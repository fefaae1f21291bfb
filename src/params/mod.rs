//! Parameter spaces for test cases.
//!
//! A [`ParamSpec`] is an ordered list of steps; [`expand`] walks it and
//! yields every fully bound [`ParamBinding`] in declaration order, later
//! steps varying fastest.
//!
//! ```
//! use gpu_cts::params::{expand, ParamSpec};
//!
//! let spec = ParamSpec::new()
//!     .options("a", [1, 2])
//!     .bools("b")
//!     .unless(["a", "b"], |p| Ok(p.get_u64("a")? == 2 && p.get_bool("b")?));
//! let bindings: Vec<_> = expand(&spec).collect::<Result<_, _>>().unwrap();
//! assert_eq!(bindings.len(), 3);
//! ```

use std::fmt;

use serde::de::DeserializeOwned;
use serde::{Deserialize, Serialize};
use serde_json::{Map, Value};

use crate::{err_help, err_msg, CtsError};

mod expander;
mod spec;

pub use expander::{expand, Expansion, ExpansionFailure};
pub use spec::{ParamSpec, Step};

/// An immutable mapping from parameter key to value.
///
/// Equality ignores key order. Serialization keeps the order in which keys
/// were bound, which is the step declaration order.
#[derive(Debug, Clone, Default, PartialEq, Eq, Serialize, Deserialize)]
#[serde(transparent)]
pub struct ParamBinding(Map<String, Value>);

impl ParamBinding {
    pub fn new() -> Self {
        Self::default()
    }

    /// Returns a copy of this binding extended with `key = value`.
    pub fn with(&self, key: impl Into<String>, value: impl Into<Value>) -> Self {
        let mut map = self.0.clone();
        map.insert(key.into(), value.into());
        Self(map)
    }

    pub fn get(&self, key: &str) -> Result<&Value, CtsError> {
        self.0.get(key).ok_or_else(|| {
            err_help!(
                Param,
                "bound keys are: ".to_string() + &self.keys().collect::<Vec<_>>().join(", "),
                "parameter '{}' is not bound",
                key
            )
        })
    }

    pub fn get_str(&self, key: &str) -> Result<&str, CtsError> {
        self.get(key)?
            .as_str()
            .ok_or_else(|| self.type_mismatch(key, "a string"))
    }

    pub fn get_u64(&self, key: &str) -> Result<u64, CtsError> {
        self.get(key)?
            .as_u64()
            .ok_or_else(|| self.type_mismatch(key, "an unsigned integer"))
    }

    pub fn get_bool(&self, key: &str) -> Result<bool, CtsError> {
        self.get(key)?
            .as_bool()
            .ok_or_else(|| self.type_mismatch(key, "a boolean"))
    }

    /// Deserializes a parameter into any serde type, e.g. a format enum.
    pub fn get_as<T: DeserializeOwned>(&self, key: &str) -> Result<T, CtsError> {
        let value = self.get(key)?;
        serde_json::from_value(value.clone())
            .map_err(|e| err_msg!(Param, "parameter '{}' = {} is malformed: {}", key, value, e))
    }

    pub fn contains_key(&self, key: &str) -> bool {
        self.0.contains_key(key)
    }

    pub fn keys(&self) -> impl Iterator<Item = &str> {
        self.0.keys().map(String::as_str)
    }

    pub fn iter(&self) -> impl Iterator<Item = (&str, &Value)> {
        self.0.iter().map(|(k, v)| (k.as_str(), v))
    }

    pub fn len(&self) -> usize {
        self.0.len()
    }

    pub fn is_empty(&self) -> bool {
        self.0.is_empty()
    }

    /// Parses a compact JSON object as produced by `Display`.
    pub fn from_json(text: &str) -> Result<Self, CtsError> {
        serde_json::from_str(text).map_err(|e| {
            err_help!(
                Query,
                "parameters must be a JSON object such as {\"size\":4}",
                "malformed parameter binding '{}': {}",
                text,
                e
            )
        })
    }

    fn type_mismatch(&self, key: &str, expected: &str) -> CtsError {
        let found = self.0.get(key).map(Value::to_string).unwrap_or_default();
        err_msg!(Param, "parameter '{}' is {}, expected {}", key, found, expected)
    }
}

impl fmt::Display for ParamBinding {
    /// Compact JSON with keys in binding order.
    fn fmt(&self, f: &mut fmt::Formatter<'_>) -> fmt::Result {
        let json = serde_json::to_string(&self.0).map_err(|_| fmt::Error)?;
        f.write_str(&json)
    }
}

impl<K: Into<String>, V: Into<Value>> FromIterator<(K, V)> for ParamBinding {
    fn from_iter<I: IntoIterator<Item = (K, V)>>(iter: I) -> Self {
        Self(iter.into_iter().map(|(k, v)| (k.into(), v.into())).collect())
    }
}

#[cfg(test)]
mod tests {
    use super::*;
    use crate::device::TextureFormat;
    use crate::diagnostics::ErrorType;

    #[test]
    fn equality_ignores_key_order() {
        let a: ParamBinding = [("x", 1), ("y", 2)].into_iter().collect();
        let b: ParamBinding = [("y", 2), ("x", 1)].into_iter().collect();
        assert_eq!(a, b);
        assert_eq!(a.to_string(), r#"{"x":1,"y":2}"#);
        assert_eq!(b.to_string(), r#"{"y":2,"x":1}"#);
    }

    #[test]
    fn typed_access_reports_parameter_errors() {
        let binding = ParamBinding::new()
            .with("size", 4)
            .with("format", TextureFormat::Bc1RgbaUnorm);
        assert_eq!(binding.get_u64("size").unwrap(), 4);
        assert_eq!(
            binding.get_as::<TextureFormat>("format").unwrap(),
            TextureFormat::Bc1RgbaUnorm
        );
        assert_eq!(
            binding.get_bool("size").unwrap_err().error_type(),
            ErrorType::Param
        );
        assert_eq!(
            binding.get("missing").unwrap_err().error_type(),
            ErrorType::Param
        );
    }

    #[test]
    fn json_text_parses_back() {
        let binding = ParamBinding::new().with("a", "x y").with("b", true);
        let parsed = ParamBinding::from_json(&binding.to_string()).unwrap();
        assert_eq!(parsed, binding);
        assert!(ParamBinding::from_json("[1,2]").is_err());
    }
}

------------------------------------

Go through the data and return each line where the word "found" appears.

        let found = self.0.get(key).map(Value::to_string).unwrap_or_default();
        err_msg!(Param, "parameter '{}' is {}, expected {}", key, found, expected)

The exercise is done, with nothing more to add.